Iran’s Conservatives Lose a Presidential Election and More

by Farideh Farhi

In the past two decades, Iranian presidential elections have been accompanied with surprising results and even tumult. Newcomers have won against better known and financed politicians while presumed establishment candidates and assumed winners have done poorly. This time around, the surprise was not in the results but the blunt conversation generated by the campaign and the skeptical way the voters assessed the promises of the candidates. Current President Hassan Rouhani was reelected relying on a motto that emphasized continuity and improving on the course that his election initiated in 2013. A solid majority of voters responded to this motto of “we shall not return to the past.” Had he not been reelected, that would have been a surprise. But the convincing way he won in the midst of an all-out assault by his opponents against his governing record requires explanation.
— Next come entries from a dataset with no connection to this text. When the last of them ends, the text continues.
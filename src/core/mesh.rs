//! Simplicial mesh container and input validation.
//!
//! A [`Mesh`] is an ordered sequence of vertex coordinates plus a set of
//! cells, each cell an ordered tuple of vertex indices (3 for triangles,
//! 4 for tetrahedra). Cell vertex order encodes orientation: every cell
//! must be positively oriented (counter-clockwise in 2D), and that
//! orientation is preserved by all operations in this crate.
//!
//! Construction validates the full set of mesh invariants up front;
//! downstream components may assume they hold.

use rustc_hash::FxHashSet;
use serde::{Deserialize, Serialize};
use smallvec::SmallVec;
use thiserror::Error;

use crate::geometry::measures::signed_measure;
use crate::geometry::point::Point;
use crate::geometry::quality::cell_points;

/// Vertex indices of one cell.
///
/// Holds exactly `D + 1` indices for a cell in dimension `D`. An inline
/// buffer of 4 covers both triangles and tetrahedra without allocation.
pub type CellVertices = SmallVec<[usize; 4]>;

/// Errors detected while validating an input mesh.
#[derive(Clone, Debug, Error, PartialEq)]
#[non_exhaustive]
pub enum InvalidMeshError {
    /// The spatial dimension is not supported.
    #[error("unsupported dimension {dimension}; only 2 and 3 are supported")]
    UnsupportedDimension {
        /// Spatial dimension.
        dimension: usize,
    },
    /// The mesh has no vertices or no cells.
    #[error("mesh must contain at least one cell and its vertices")]
    Empty,
    /// A cell has the wrong number of vertex indices.
    #[error("cell {cell} has {found} vertices, expected {expected}")]
    WrongCellArity {
        /// Offending cell index.
        cell: usize,
        /// Number of indices found.
        found: usize,
        /// Required number of indices (`D + 1`).
        expected: usize,
    },
    /// A cell references a vertex index outside the coordinate array.
    #[error("cell {cell} references vertex {index}, but only {vertex_count} vertices exist")]
    DanglingIndex {
        /// Offending cell index.
        cell: usize,
        /// Out-of-range vertex index.
        index: usize,
        /// Number of vertices in the mesh.
        vertex_count: usize,
    },
    /// A cell references the same vertex more than once.
    #[error("cell {cell} references a vertex more than once")]
    DuplicateVertex {
        /// Offending cell index.
        cell: usize,
    },
    /// A vertex coordinate is NaN or infinite.
    #[error("vertex {vertex} has a non-finite coordinate")]
    NonFiniteCoordinate {
        /// Offending vertex index.
        vertex: usize,
    },
    /// A cell has zero or negative signed measure.
    #[error("cell {cell} has non-positive signed measure {measure:e}")]
    DegenerateCell {
        /// Offending cell index.
        cell: usize,
        /// Signed measure of the cell.
        measure: f64,
    },
    /// A facet is shared by more than two cells.
    #[error("facet shared by {count} cells; a manifold mesh allows at most 2")]
    NonManifoldFacet {
        /// Number of cells sharing the facet.
        count: usize,
    },
}

/// A simplicial mesh: vertex coordinates plus cell connectivity.
///
/// # Examples
///
/// ```rust
/// use relaxmesh::core::mesh::Mesh;
/// use relaxmesh::geometry::point::Point;
/// use smallvec::smallvec;
///
/// // Unit square split along its diagonal.
/// let mesh = Mesh::new(
///     vec![
///         Point::new([0.0, 0.0]),
///         Point::new([1.0, 0.0]),
///         Point::new([1.0, 1.0]),
///         Point::new([0.0, 1.0]),
///     ],
///     vec![smallvec![0, 1, 2], smallvec![0, 2, 3]],
/// )
/// .unwrap();
/// assert_eq!(mesh.number_of_vertices(), 4);
/// assert_eq!(mesh.number_of_cells(), 2);
/// ```
#[derive(Clone, Debug, PartialEq, Serialize, Deserialize)]
pub struct Mesh<const D: usize> {
    points: Vec<Point<D>>,
    cells: Vec<CellVertices>,
}

impl<const D: usize> Mesh<D> {
    /// Creates a mesh after validating all structural and geometric
    /// invariants.
    ///
    /// # Errors
    ///
    /// Returns [`InvalidMeshError`] for unsupported dimensions, empty
    /// input, wrong cell arity, dangling or duplicate indices, non-finite
    /// coordinates, and zero-measure or inverted cells.
    pub fn new(points: Vec<Point<D>>, cells: Vec<CellVertices>) -> Result<Self, InvalidMeshError> {
        validate_parts(&points, &cells)?;
        Ok(Self { points, cells })
    }

    /// Re-checks every construction invariant.
    ///
    /// Meshes built with [`Mesh::new`] always pass; this exists for
    /// meshes obtained through deserialization, which bypasses
    /// construction.
    ///
    /// # Errors
    ///
    /// Returns the first violated invariant as [`InvalidMeshError`].
    pub fn is_valid(&self) -> Result<(), InvalidMeshError> {
        validate_parts(&self.points, &self.cells)
    }

    /// Vertex coordinates.
    #[must_use]
    pub fn points(&self) -> &[Point<D>] {
        &self.points
    }

    /// Mutable coordinate access for the engine's in-place updates.
    pub(crate) fn points_mut(&mut self) -> &mut [Point<D>] {
        &mut self.points
    }

    /// Simultaneous read access to coordinates and write access to
    /// connectivity, as the flip procedure needs.
    pub(crate) fn split_mut(&mut self) -> (&[Point<D>], &mut [CellVertices]) {
        (&self.points, &mut self.cells)
    }

    /// Cell connectivity.
    #[must_use]
    pub fn cells(&self) -> &[CellVertices] {
        &self.cells
    }

    /// Number of vertices.
    #[must_use]
    pub fn number_of_vertices(&self) -> usize {
        self.points.len()
    }

    /// Number of cells.
    #[must_use]
    pub fn number_of_cells(&self) -> usize {
        self.cells.len()
    }

    /// Consumes the mesh, returning coordinates and connectivity.
    #[must_use]
    pub fn into_parts(self) -> (Vec<Point<D>>, Vec<CellVertices>) {
        (self.points, self.cells)
    }

    /// The set of distinct (undirected) edges, as ordered index pairs.
    #[must_use]
    pub fn unique_edges(&self) -> FxHashSet<(usize, usize)> {
        let mut edges = FxHashSet::default();
        for vertices in &self.cells {
            for (i, &a) in vertices.iter().enumerate() {
                for &b in &vertices[i + 1..] {
                    edges.insert(if a < b { (a, b) } else { (b, a) });
                }
            }
        }
        edges
    }

    /// Mean edge length over all distinct edges.
    ///
    /// Used as the characteristic length that scales the engine's
    /// displacement tolerance.
    #[must_use]
    pub fn characteristic_edge_length(&self) -> f64 {
        let edges = self.unique_edges();
        if edges.is_empty() {
            return 0.0;
        }
        let total: f64 = edges
            .iter()
            .map(|&(a, b)| self.points[a].distance(&self.points[b]))
            .sum();
        total / edges.len() as f64
    }
}

/// Validates coordinates and connectivity against all mesh invariants.
fn validate_parts<const D: usize>(
    points: &[Point<D>],
    cells: &[CellVertices],
) -> Result<(), InvalidMeshError> {
    if D != 2 && D != 3 {
        return Err(InvalidMeshError::UnsupportedDimension { dimension: D });
    }
    if points.is_empty() || cells.is_empty() {
        return Err(InvalidMeshError::Empty);
    }
    for (vertex, p) in points.iter().enumerate() {
        if !p.is_finite() {
            return Err(InvalidMeshError::NonFiniteCoordinate { vertex });
        }
    }
    for (cell, vertices) in cells.iter().enumerate() {
        if vertices.len() != D + 1 {
            return Err(InvalidMeshError::WrongCellArity {
                cell,
                found: vertices.len(),
                expected: D + 1,
            });
        }
        for &index in vertices {
            if index >= points.len() {
                return Err(InvalidMeshError::DanglingIndex {
                    cell,
                    index,
                    vertex_count: points.len(),
                });
            }
        }
        for (i, &a) in vertices.iter().enumerate() {
            if vertices[i + 1..].contains(&a) {
                return Err(InvalidMeshError::DuplicateVertex { cell });
            }
        }
        let pts = cell_points(points, vertices);
        let measure = signed_measure(&pts)
            .map_err(|_| InvalidMeshError::UnsupportedDimension { dimension: D })?;
        if measure <= 0.0 {
            return Err(InvalidMeshError::DegenerateCell { cell, measure });
        }
    }
    Ok(())
}

#[cfg(test)]
mod tests {
    use super::*;
    use approx::assert_relative_eq;
    use smallvec::smallvec;

    fn square_points() -> Vec<Point<2>> {
        vec![
            Point::new([0.0, 0.0]),
            Point::new([1.0, 0.0]),
            Point::new([1.0, 1.0]),
            Point::new([0.0, 1.0]),
        ]
    }

    #[test]
    fn valid_square_mesh() {
        let mesh = Mesh::new(square_points(), vec![smallvec![0, 1, 2], smallvec![0, 2, 3]]);
        assert!(mesh.is_ok());
    }

    #[test]
    fn dangling_index_is_rejected() {
        let err = Mesh::new(square_points(), vec![smallvec![0, 1, 7]]).unwrap_err();
        assert!(matches!(
            err,
            InvalidMeshError::DanglingIndex { cell: 0, index: 7, .. }
        ));
    }

    #[test]
    fn duplicate_vertex_is_rejected() {
        let err = Mesh::new(square_points(), vec![smallvec![0, 1, 1]]).unwrap_err();
        assert!(matches!(err, InvalidMeshError::DuplicateVertex { cell: 0 }));
    }

    #[test]
    fn wrong_arity_is_rejected() {
        let err = Mesh::new(square_points(), vec![smallvec![0, 1]]).unwrap_err();
        assert!(matches!(
            err,
            InvalidMeshError::WrongCellArity {
                cell: 0,
                found: 2,
                expected: 3
            }
        ));
    }

    #[test]
    fn inverted_cell_is_rejected() {
        let err = Mesh::new(square_points(), vec![smallvec![0, 2, 1]]).unwrap_err();
        assert!(matches!(err, InvalidMeshError::DegenerateCell { cell: 0, .. }));
    }

    #[test]
    fn collinear_cell_is_rejected() {
        let points = vec![
            Point::new([0.0, 0.0]),
            Point::new([1.0, 0.0]),
            Point::new([2.0, 0.0]),
        ];
        let err = Mesh::new(points, vec![smallvec![0, 1, 2]]).unwrap_err();
        assert!(matches!(err, InvalidMeshError::DegenerateCell { cell: 0, .. }));
    }

    #[test]
    fn non_finite_coordinate_is_rejected() {
        let mut points = square_points();
        points[3] = Point::new([f64::NAN, 1.0]);
        let err = Mesh::new(points, vec![smallvec![0, 1, 2]]).unwrap_err();
        assert!(matches!(
            err,
            InvalidMeshError::NonFiniteCoordinate { vertex: 3 }
        ));
    }

    #[test]
    fn empty_input_is_rejected() {
        let err = Mesh::<2>::new(Vec::new(), Vec::new()).unwrap_err();
        assert!(matches!(err, InvalidMeshError::Empty));
    }

    #[test]
    fn valid_tetrahedron_mesh() {
        let mesh = Mesh::new(
            vec![
                Point::new([0.0, 0.0, 0.0]),
                Point::new([1.0, 0.0, 0.0]),
                Point::new([0.0, 1.0, 0.0]),
                Point::new([0.0, 0.0, 1.0]),
            ],
            vec![smallvec![0, 1, 2, 3]],
        );
        assert!(mesh.is_ok());
    }

    #[test]
    fn unique_edges_and_characteristic_length() {
        let mesh = Mesh::new(square_points(), vec![smallvec![0, 1, 2], smallvec![0, 2, 3]])
            .unwrap();
        let edges = mesh.unique_edges();
        // 4 boundary edges + 1 diagonal.
        assert_eq!(edges.len(), 5);
        let expected = (4.0 + 2.0f64.sqrt()) / 5.0;
        assert_relative_eq!(mesh.characteristic_edge_length(), expected, epsilon = 1e-12);
    }
}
At this point it is not possible to do an analysis of the composition of the vote. The Interior Ministry has yet to release detailed data about precincts or even provinces. Governors of various provinces have released information about the total number of votes for each candidate, but not all provinces have done so. Hence, any comments about urban-rural or middle class vs. poor neighborhood splits are not warranted. If anything, the general information about the provinces suggests that the kind of splits proposed in the press may not hold. For instance, many of the provinces with higher rural concentration tended toward Rouhani while the highly urban (and religious) province/city of Qom went to his opponent Ebrahim Raisi (55 percent). So have the three Khorasan provinces that have historically been dominated by the Imam Reza Shrine, for which Raisi is the custodian (Raisi has reportedly also won in Hamedan, Semnan, and Zanjan provinces). Furthermore, the spread in the other provinces is quite varied, with Rouhani scoring more than 65 percent in provinces such as Tehran, both East and West Azerbaijan, Kermanshah, and Albroz, more than 70 percent in Kordestan and Sistan and Baluchistan, while achieving much closer margins in some other provinces.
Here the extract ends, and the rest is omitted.